Rethymic, a regenerative tissue based therapy is now approved by the US FDA for patients with congenital athymia. It took more than 25 years for its research and development at the Duke University School of Medicine. Enzyvant acquired the license in 2017 and suffered FDA rejection in 2019. For many it was a surprise rejection, which was due to manufacturing issues. Enzyvant is now a subsidiary of Sumitovant Biopharma. Congenital athymia is manifested in children born without a thymus. This condition causes profound immunodeficiency and leads to immune dysregulation, resulting in fatal infections. Rethymic is a onetime regenerative therapy that can offer longer survival. Patients who receive only supportive care may survive only up to two to three years.
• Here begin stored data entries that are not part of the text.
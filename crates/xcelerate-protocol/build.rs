//! Compiles the `.proto` sources under `proto/` into tonic services.
//!
//! Descriptors are produced by `protox`, so no `protoc` binary is needed.

const PROTOS: &[&str] = &[
    "compilation_caching_cas.proto",
    "compilation_caching_kv.proto",
    "session.proto",
    "bytestream.proto",
    "remote_execution.proto",
];

fn main() -> Result<(), Box<dyn std::error::Error>> {
    for proto in PROTOS {
        println!("cargo:rerun-if-changed=proto/{proto}");
    }

    let descriptors = protox::compile(PROTOS, ["proto"])?;

    tonic_build::configure()
        .build_server(true)
        .build_client(true)
        // Chunk payloads are sliced without copying.
        .bytes([".google.bytestream"])
        // Sorted entries keep the KV blob encoding deterministic.
        .btree_map([".compilation_cache_service.keyvalue.v1.Value.entries"])
        .compile_fds(descriptors)?;

    Ok(())
}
This newly approved treatment can enhance significant outcomes in pediatric patients.
About Congenital Athymia and Clinical Research with Rethymic
Often described as an ultra-rare disease, congenital athymia is characterized by the absence of a functional thymus. Thymus is a lymphoid organ responsible for the formation of T Cells. The primary function of T Cells is to fight infections, comprising of the body’s adaptive immune system. Absence of T Cells would naturally lead to fatal infections, leading to serious spells of hospitalizations and causing death. About twenty babies are born without thymus every year in the US alone. There has been no dependable treatment for this condition before the introduction of Rethymic.
The recent US FDA approval for this drug is based on the safety and efficacy assessment of its clinical trial outcomes that involved 105 patients. The survival data spanning over twenty five years was studied. Data from patients aged one month to sixteen years who received a single dose of Rethymic formed the basis for its approval. This therapy is delivered through implantation of cultured human allogeneic thymus tissue, which will assist in the reconstitution of immunity. The thymus tissue is derived from a healthy donor. The time taken for the reconstitution of immune function is six months or more with this therapy. The whole therapy in terms of dosage is patient specific and customized.
Future prospects for Enzyvant after Rethymic FDA approval
The pricing and commercial access information of this new drug is yet to be announced by the company. However, the approval of Rethymic is coupled with a lucrative priority review voucher. This helps Enzyvant to accelerate the FDA review for its next research product. This could also fetch about $100 million on the open market, per Endpoints News. Biopharma and cell & gene therapy research companies do well by entering into early collaborations with Big Pharma, a phenomenon vindicated time and again.